Task statement: Reproduce only the stretch of entries below that begins at the first line and ends at the line holding "collection aborts the".

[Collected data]
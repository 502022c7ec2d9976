//! Cascade updater
//!
//! Applies a path-based mutation to one root document, persists it, then
//! propagates the change into every dependent's denormalized copy. The
//! propagation is exactly one hop: dependents of dependents keep whatever
//! copy they held. A failure to resolve a dependent's collection aborts the
//! remaining dependents and surfaces `Error::ReferenceResolution`; dependents
//! already rewritten stay rewritten (no rollback).
//!
//! The updater is a stateless facade over `Arc<Database>`; all state lives
//! in the collections it touches, and everything runs on the caller's
//! thread.

use anteroom_core::{DependentDescriptor, Document, Error, Result};
use anteroom_storage::Database;
use serde_json::Value;
use std::sync::Arc;
use tracing::{debug, trace};

/// One-hop denormalized-copy propagation engine
pub struct CascadeUpdater {
    database: Arc<Database>,
}

impl CascadeUpdater {
    /// Create an updater over the given database
    pub fn new(database: Arc<Database>) -> Self {
        CascadeUpdater { database }
    }

    /// Mutate `root` at `path`/`leaf`, save it, and rewrite every
    /// dependent's embedded copy of it
    ///
    /// `path` names the field chain from the root down to the container
    /// holding `leaf`; absent or null intermediates are default-constructed
    /// as empty objects, so traversal never aborts on a hole. After the
    /// mutation the root is saved into its own collection
    /// (`Error::ReferenceResolution` when that collection cannot be
    /// located), then each dependent document whose reference field equals
    /// the root's identity gets its embedded-copy field overwritten with a
    /// clone of the root's current body and is saved back.
    pub fn update(
        &self,
        root: &mut Document,
        path: &[&str],
        leaf: &str,
        value: Value,
    ) -> Result<()> {
        root.set_at_path(path, leaf, value)?;

        let metadata = self.database.metadata().clone();
        let identity = metadata.identity(root.kind())?;
        let root_id = identity.get(root)?;

        let root_collection = self.database.collection_of(root.kind()).map_err(|e| {
            Error::reference(format!(
                "no collection for root type '{}': {e}",
                root.kind()
            ))
        })?;
        root_collection.save(&root_id, root.clone());
        trace!(kind = %root.kind(), id = %root_id, "root saved, cascading");

        for dependent in metadata.dependents(root.kind()).iter() {
            let collection = self
                .database
                .collection_of(&dependent.dependent)
                .map_err(|e| {
                    Error::reference(format!(
                        "no collection for dependent type '{}': {e}",
                        dependent.dependent
                    ))
                })?;
            let dependent_identity = metadata.identity(&dependent.dependent)?;

            let mut rewritten = 0usize;
            for doc in &collection.as_queryable() {
                if !self.references_root(doc, dependent, &root_id, identity.field()) {
                    continue;
                }
                let dependent_id = dependent_identity.get(doc)?;
                collection.update(&dependent_id, |held| {
                    held.set_field(&dependent.embed_field, root.body().clone());
                })?;
                rewritten += 1;
            }
            debug!(
                source = %dependent.source,
                dependent = %dependent.dependent,
                field = %dependent.embed_field,
                rewritten,
                "cascade hop applied"
            );
        }

        Ok(())
    }

    /// Whether `doc` holds a copy of the root identified by `root_id`
    ///
    /// Matches on the dependent's declared reference field when one exists;
    /// otherwise falls back to the identity value inside the embedded copy.
    fn references_root(
        &self,
        doc: &Document,
        dependent: &DependentDescriptor,
        root_id: &str,
        root_identity_field: &str,
    ) -> bool {
        match &dependent.reference_field {
            Some(field) => matches!(doc.field(field), Some(Value::String(s)) if s == root_id),
            None => matches!(
                doc.field_at_path(&[&dependent.embed_field, root_identity_field]),
                Some(Value::String(s)) if s == root_id
            ),
        }
    }
}

#[cfg(test)]
mod tests {
    use super::*;
    use anteroom_core::{DocumentDescriptor, Metadata, TypeName};
    use serde_json::json;

    fn database() -> Arc<Database> {
        let metadata = Arc::new(
            Metadata::builder()
                .register(
                    DocumentDescriptor::builder("user", "users")
                        .identity("UserId")
                        .build(),
                )
                .register(
                    DocumentDescriptor::builder("question", "questions")
                        .identity("QuestionId")
                        .reference("UserId", "user")
                        .embeds("UserDocument", "user")
                        .build(),
                )
                .register(
                    DocumentDescriptor::builder("comment", "comments")
                        .identity("CommentId")
                        .reference("QuestionId", "question")
                        .embeds("QuestionDocument", "question")
                        .build(),
                )
                .build(),
        );
        Arc::new(Database::new(metadata))
    }

    fn seed_user(db: &Database, id: &str, name: &str) -> Document {
        let doc = Document::new(
            "user",
            json!({
                "UserId": id,
                "Name": name,
                "Student": { "StudentId": "student1", "School": "MIT" }
            }),
        )
        .unwrap();
        db.collection_of(&TypeName::from("user"))
            .unwrap()
            .save(id, doc.clone());
        doc
    }

    fn seed_question(db: &Database, id: &str, user_id: &str, user_body: &Document) {
        let doc = Document::new(
            "question",
            json!({
                "QuestionId": id,
                "UserId": user_id,
                "Question": "why?",
                "UserDocument": user_body.body().clone()
            }),
        )
        .unwrap();
        db.collection_of(&TypeName::from("question"))
            .unwrap()
            .save(id, doc);
    }

    #[test]
    fn test_path_update_sets_nested_leaf() {
        let db = database();
        let mut user = seed_user(&db, "user1", "Alice");
        let updater = CascadeUpdater::new(db.clone());

        updater
            .update(&mut user, &["Student"], "StudentId", json!("student_new"))
            .unwrap();

        assert_eq!(
            user.field_at_path(&["Student", "StudentId"]),
            Some(&json!("student_new"))
        );
        // Sibling untouched
        assert_eq!(
            user.field_at_path(&["Student", "School"]),
            Some(&json!("MIT"))
        );
    }

    #[test]
    fn test_replacing_whole_container_clears_siblings() {
        // Setting the "Student" field itself swaps in the new object wholesale.
        let db = database();
        let mut user = seed_user(&db, "user1", "Alice");
        let updater = CascadeUpdater::new(db.clone());

        updater
            .update(
                &mut user,
                &[],
                "Student",
                json!({ "StudentId": "student_new", "School": null }),
            )
            .unwrap();

        assert_eq!(user.field_at_path(&["Student", "School"]), Some(&json!(null)));
        assert_eq!(
            user.field_at_path(&["Student", "StudentId"]),
            Some(&json!("student_new"))
        );
    }

    #[test]
    fn test_update_persists_root() {
        let db = database();
        let mut user = seed_user(&db, "user1", "Alice");
        let updater = CascadeUpdater::new(db.clone());

        updater
            .update(&mut user, &[], "Name", json!("Alicia"))
            .unwrap();

        let stored = db
            .collection("users")
            .unwrap()
            .get_by_id("user1")
            .unwrap();
        assert_eq!(stored.field("Name"), Some(&json!("Alicia")));
    }

    #[test]
    fn test_cascade_rewrites_dependent_copies() {
        let db = database();
        let mut user = seed_user(&db, "user1", "Alice");
        seed_question(&db, "q1", "user1", &user);
        seed_question(&db, "q2", "user1", &user);
        let other = seed_user(&db, "user2", "Bob");
        seed_question(&db, "q3", "user2", &other);

        let updater = CascadeUpdater::new(db.clone());
        updater
            .update(&mut user, &[], "Name", json!("Alicia"))
            .unwrap();

        let questions = db.collection("questions").unwrap();
        for id in ["q1", "q2"] {
            let copy = questions.get_by_id(id).unwrap();
            assert_eq!(
                copy.field_at_path(&["UserDocument", "Name"]),
                Some(&json!("Alicia")),
                "embedded copy in {id} not rewritten"
            );
        }
        // Unrelated reference untouched
        assert_eq!(
            questions
                .get_by_id("q3")
                .unwrap()
                .field_at_path(&["UserDocument", "Name"]),
            Some(&json!("Bob"))
        );
    }

    #[test]
    fn test_cascade_is_single_hop() {
        let db = database();
        let mut user = seed_user(&db, "user1", "Alice");
        seed_question(&db, "q1", "user1", &user);

        // A comment embedding the question's current state (second hop)
        let question_body = db
            .collection("questions")
            .unwrap()
            .get_by_id("q1")
            .unwrap();
        let comment = Document::new(
            "comment",
            json!({
                "CommentId": "c1",
                "QuestionId": "q1",
                "QuestionDocument": question_body.body().clone()
            }),
        )
        .unwrap();
        db.collection_of(&TypeName::from("comment"))
            .unwrap()
            .save("c1", comment);

        let updater = CascadeUpdater::new(db.clone());
        updater
            .update(&mut user, &[], "Name", json!("Alicia"))
            .unwrap();

        // The question's copy moved, the comment's copy of the question did not.
        let comment = db.collection("comments").unwrap().get_by_id("c1").unwrap();
        assert_eq!(
            comment.field_at_path(&["QuestionDocument", "UserDocument", "Name"]),
            Some(&json!("Alice"))
        );
    }

    #[test]
    fn test_missing_intermediate_is_created() {
        let db = database();
        let mut user = Document::new("user", json!({ "UserId": "user1" })).unwrap();
        db.collection_of(&TypeName::from("user"))
            .unwrap()
            .save("user1", user.clone());

        let updater = CascadeUpdater::new(db.clone());
        updater
            .update(&mut user, &["Student"], "StudentId", json!("student1"))
            .unwrap();

        assert_eq!(
            user.field_at_path(&["Student", "StudentId"]),
            Some(&json!("student1"))
        );
    }

    #[test]
    fn test_unregistered_root_type_is_reference_resolution_error() {
        let db = database();
        let mut stray = Document::new("stray", json!({ "Id": "s1" })).unwrap();
        let updater = CascadeUpdater::new(db.clone());

        // Identity resolution fails before store lookup for unknown types
        let err = updater
            .update(&mut stray, &[], "Field", json!(1))
            .unwrap_err();
        assert!(matches!(err, Error::UnknownType(_)));
    }
}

Problem solution:
repository 502022c7ec2d9976
//! Cascade updater
//!
//! Applies a path-based mutation to one root document, persists it, then
//! propagates the change into every dependent's denormalized copy. The
//! propagation is exactly one hop: dependents of dependents keep whatever
//! copy they held. A failure to resolve a dependent's collection aborts the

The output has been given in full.